Welcome to the March 2016 issue of Civil War History, which marks the very first for a new editorial team. For the last five years, it has been my great pleasure to serve as the book and media review editor. I am so grateful for the generosity of dozens of publishers and nearly 250 different reviewers who contributed. I look forward to working with the many readers of Civil War History in the coming years as you publish your own articles or participate in one of our forums. Additionally, I thank Lesley Gordon and Kevin Adams, who have ensured a seamless transition between editorial teams. Their guidance, combined with their tireless work ethic, has been invaluable in preparation for this first issue.
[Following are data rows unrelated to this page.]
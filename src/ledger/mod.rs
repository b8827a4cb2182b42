//! Daily spend accounting and budget checks.
//!
//! The ledger keeps one float accumulator per (caller, UTC day) in the
//! shared [`KvStore`], plus a bounded list of per-operation records for
//! audit and debugging. Accounting is advisory and eventually consistent,
//! not a financial system of record: budget checks are read-then-compare
//! (estimate-then-charge), so a caller can overshoot its daily limit by at
//! most the cost of one in-flight completion.
//!
//! Accumulator keys expire after roughly two days rather than one, so
//! late-arriving writes near the day boundary land in a still-live key
//! instead of being silently dropped.

pub mod pricing;

pub use pricing::PricingTable;

use std::sync::Arc;
use std::time::Duration;

use chrono::{DateTime, Utc};
use serde::{Deserialize, Serialize};
use tracing::{debug, warn};

use crate::store::{FailurePolicy, KvStore, StoreError};
use crate::{GatewayError, Result};

/// Accumulator TTL: two days, covering timezone skew at the day boundary.
const DAY_COST_TTL: Duration = Duration::from_secs(2 * 86_400);

/// How long per-operation audit records are retained.
const OPERATION_RETENTION: Duration = Duration::from_secs(7 * 86_400);

/// Cap on retained audit records per caller.
const MAX_OPERATION_RECORDS: usize = 1_000;

/// One recorded gateway operation, kept for the audit window.
#[derive(Debug, Clone, Serialize, Deserialize)]
pub struct OperationRecord {
    pub operation_id: String,
    pub caller_id: String,
    pub operation_type: String,
    pub cost_usd: f64,
    pub tokens_used: u32,
    pub model: String,
    pub timestamp: DateTime<Utc>,
}

/// Result of an advisory budget check.
#[derive(Debug, Clone, Copy, PartialEq)]
pub struct BudgetStatus {
    /// Whether the caller is strictly below its daily limit.
    pub ok: bool,
    pub current_cost_usd: f64,
}

/// Per-caller daily cost ledger over a shared store.
pub struct CostLedger {
    store: Arc<dyn KvStore>,
    pricing: PricingTable,
    policy: FailurePolicy,
}

impl CostLedger {
    pub fn new(store: Arc<dyn KvStore>, pricing: PricingTable, policy: FailurePolicy) -> Self {
        Self {
            store,
            pricing,
            policy,
        }
    }

    /// The pricing table used for estimates.
    pub fn pricing(&self) -> &PricingTable {
        &self.pricing
    }

    /// Estimated USD cost of `tokens` tokens against `model`.
    pub fn estimate_cost(&self, tokens: u64, model: &str) -> f64 {
        self.pricing.estimate(tokens, model)
    }

    /// Add `cost_usd` to the caller's accumulator for today.
    pub async fn record_cost(
        &self,
        caller: &str,
        operation_type: &str,
        cost_usd: f64,
    ) -> Result<f64> {
        self.record_cost_at(caller, operation_type, cost_usd, Utc::now())
            .await
    }

    async fn record_cost_at(
        &self,
        caller: &str,
        operation_type: &str,
        cost_usd: f64,
        now: DateTime<Utc>,
    ) -> Result<f64> {
        let total = self
            .store
            .add_f64(&day_key(caller, now), cost_usd, DAY_COST_TTL)
            .await
            .map_err(ledger_unavailable)?;
        debug!(caller, operation_type, cost_usd, daily_total = total, "recorded cost");
        Ok(total)
    }

    /// Record a completed operation: charge the daily accumulator and
    /// append an audit record.
    pub async fn record_operation(&self, record: OperationRecord) -> Result<()> {
        self.record_cost_at(
            &record.caller_id,
            &record.operation_type,
            record.cost_usd,
            record.timestamp,
        )
        .await?;
        let encoded = serde_json::to_string(&record)?;
        self.store
            .list_push(
                &ops_key(&record.caller_id),
                encoded,
                MAX_OPERATION_RECORDS,
                OPERATION_RETENTION,
            )
            .await
            .map_err(ledger_unavailable)?;
        Ok(())
    }

    /// The caller's accumulated spend for today (0.0 when absent).
    pub async fn daily_cost(&self, caller: &str) -> Result<f64> {
        self.daily_cost_at(caller, Utc::now()).await
    }

    async fn daily_cost_at(&self, caller: &str, now: DateTime<Utc>) -> Result<f64> {
        Ok(self
            .store
            .get_f64(&day_key(caller, now))
            .await
            .map_err(ledger_unavailable)?
            .unwrap_or(0.0))
    }

    /// Advisory budget check: `ok` iff current spend is strictly below
    /// `daily_limit_usd`.
    ///
    /// Read-then-compare: the true cost of a completion is only known
    /// after the provider responds, so the gateway checks before calling
    /// and charges after.
    pub async fn check_within_limit(
        &self,
        caller: &str,
        daily_limit_usd: f64,
    ) -> Result<BudgetStatus> {
        match self.daily_cost(caller).await {
            Ok(current_cost_usd) => Ok(BudgetStatus {
                ok: current_cost_usd < daily_limit_usd,
                current_cost_usd,
            }),
            Err(err) => match self.policy {
                FailurePolicy::Open => {
                    warn!(caller, error = %err, "cost ledger unavailable, failing open");
                    Ok(BudgetStatus {
                        ok: true,
                        current_cost_usd: 0.0,
                    })
                }
                FailurePolicy::Closed => Err(err),
            },
        }
    }

    /// Whether current spend has reached `threshold_fraction` of the limit.
    pub async fn check_warning_threshold(
        &self,
        caller: &str,
        limit_usd: f64,
        threshold_fraction: f64,
    ) -> Result<bool> {
        let current = self.daily_cost(caller).await?;
        Ok(current >= limit_usd * threshold_fraction)
    }

    /// Audit records for `caller` within the retention window, oldest
    /// first. Records past the window are filtered out on read; the
    /// backing list expires as a whole once the caller goes quiet.
    pub async fn recent_operations(&self, caller: &str) -> Result<Vec<OperationRecord>> {
        self.recent_operations_at(caller, Utc::now()).await
    }

    async fn recent_operations_at(
        &self,
        caller: &str,
        now: DateTime<Utc>,
    ) -> Result<Vec<OperationRecord>> {
        let cutoff = now - chrono::Duration::from_std(OPERATION_RETENTION).unwrap_or_default();
        let raw = self
            .store
            .list_range(&ops_key(caller))
            .await
            .map_err(ledger_unavailable)?;
        Ok(raw
            .iter()
            .filter_map(|entry| serde_json::from_str::<OperationRecord>(entry).ok())
            .filter(|record| record.timestamp >= cutoff)
            .collect())
    }
}

fn ledger_unavailable(err: StoreError) -> GatewayError {
    GatewayError::LedgerUnavailable(format!("{err}"))
}

fn day_key(caller: &str, now: DateTime<Utc>) -> String {
    format!("cost:{caller}:{}", now.format("%Y-%m-%d"))
}

fn ops_key(caller: &str) -> String {
    format!("ops:{caller}")
}

#[cfg(test)]
mod tests {
    use super::*;
    use crate::store::MemoryStore;
    use chrono::TimeZone;

    fn ledger() -> CostLedger {
        CostLedger::new(
            Arc::new(MemoryStore::new()),
            PricingTable::with_seed(),
            FailurePolicy::Closed,
        )
    }

    fn record(caller: &str, cost: f64, timestamp: DateTime<Utc>) -> OperationRecord {
        OperationRecord {
            operation_id: uuid::Uuid::new_v4().to_string(),
            caller_id: caller.to_owned(),
            operation_type: "completion".to_owned(),
            cost_usd: cost,
            tokens_used: 1200,
            model: "gpt-4o-mini".to_owned(),
            timestamp,
        }
    }

    #[tokio::test]
    async fn daily_total_accumulates() {
        let ledger = ledger();
        let now = Utc.with_ymd_and_hms(2021, 6, 1, 12, 0, 0).unwrap();
        ledger
            .record_cost_at("alice", "completion", 0.10, now)
            .await
            .unwrap();
        ledger
            .record_cost_at("alice", "completion", 0.05, now)
            .await
            .unwrap();
        let total = ledger.daily_cost_at("alice", now).await.unwrap();
        assert!((total - 0.15).abs() < 1e-9);
    }

    #[tokio::test]
    async fn days_are_separate_buckets() {
        let ledger = ledger();
        let monday = Utc.with_ymd_and_hms(2021, 6, 7, 23, 0, 0).unwrap();
        let tuesday = Utc.with_ymd_and_hms(2021, 6, 8, 1, 0, 0).unwrap();
        ledger
            .record_cost_at("bob", "completion", 0.40, monday)
            .await
            .unwrap();
        assert_eq!(ledger.daily_cost_at("bob", tuesday).await.unwrap(), 0.0);
    }

    #[tokio::test]
    async fn within_limit_is_strict() {
        let ledger = ledger();
        let now = Utc.with_ymd_and_hms(2021, 6, 1, 9, 0, 0).unwrap();
        ledger
            .record_cost_at("carol", "completion", 0.96, now)
            .await
            .unwrap();

        // 0.96 of a 1.00 limit: warning fires, hard check still passes.
        assert!(
            ledger
                .check_warning_threshold("carol", 1.00, 0.8)
                .await
                .unwrap()
        );
        let status = ledger.check_within_limit("carol", 1.00).await.unwrap();
        assert!(status.ok);
        assert!((status.current_cost_usd - 0.96).abs() < 1e-9);

        // Pushing to the limit flips the check.
        ledger
            .record_cost_at("carol", "completion", 0.04, now)
            .await
            .unwrap();
        let status = ledger.check_within_limit("carol", 1.00).await.unwrap();
        assert!(!status.ok);
    }

    #[tokio::test]
    async fn operations_are_recorded_and_listed() {
        let ledger = ledger();
        let now = Utc::now();
        ledger.record_operation(record("dave", 0.02, now)).await.unwrap();
        ledger.record_operation(record("dave", 0.03, now)).await.unwrap();

        let ops = ledger.recent_operations("dave").await.unwrap();
        assert_eq!(ops.len(), 2);
        assert!(ops.iter().all(|op| op.caller_id == "dave"));

        // The daily accumulator matches the sum of recorded operations.
        let total = ledger.daily_cost("dave").await.unwrap();
        assert!((total - 0.05).abs() < 1e-9);
    }

    #[tokio::test]
    async fn stale_operations_filtered_on_read() {
        let ledger = ledger();
        let now = Utc::now();
        let stale = now - chrono::Duration::days(8);
        ledger.record_operation(record("erin", 0.01, stale)).await.unwrap();
        ledger.record_operation(record("erin", 0.01, now)).await.unwrap();

        let ops = ledger.recent_operations("erin").await.unwrap();
        assert_eq!(ops.len(), 1);
    }

    #[tokio::test]
    async fn estimate_uses_pricing_table() {
        let ledger = ledger();
        let cost = ledger.estimate_cost(2_000_000, "gpt-4o-mini");
        assert!((cost - 0.90).abs() < 1e-9);
    }
}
Finally, I would like to thank the staff at Kent State University Press, particularly Will Underwood, Chris Brooks, Erin Holman, Darryl Crosby, Mary Young, and Carol Heller, for all that they do in publishing each issue of the journal.

My editorial vision for the journal is to carry on the excellent work of my predecessors, who have published the very best in cutting-edge scholarship that pertains to the Civil War era. At the same time, I plan to pursue more articles that showcase interdisciplinary approaches that both add unique twists and deepen our understanding of this pivotal period in American history. Readers will also notice more unique roundtables and forums that look beyond higher education to explore how public historians, park rangers, teachers, museum personnel, and librarians are interpreting and explaining the Civil War to both the general public and the next generation of scholars and students. Potential authors are encouraged to contact us via email at civilwarhistoryjournal@gmail.com.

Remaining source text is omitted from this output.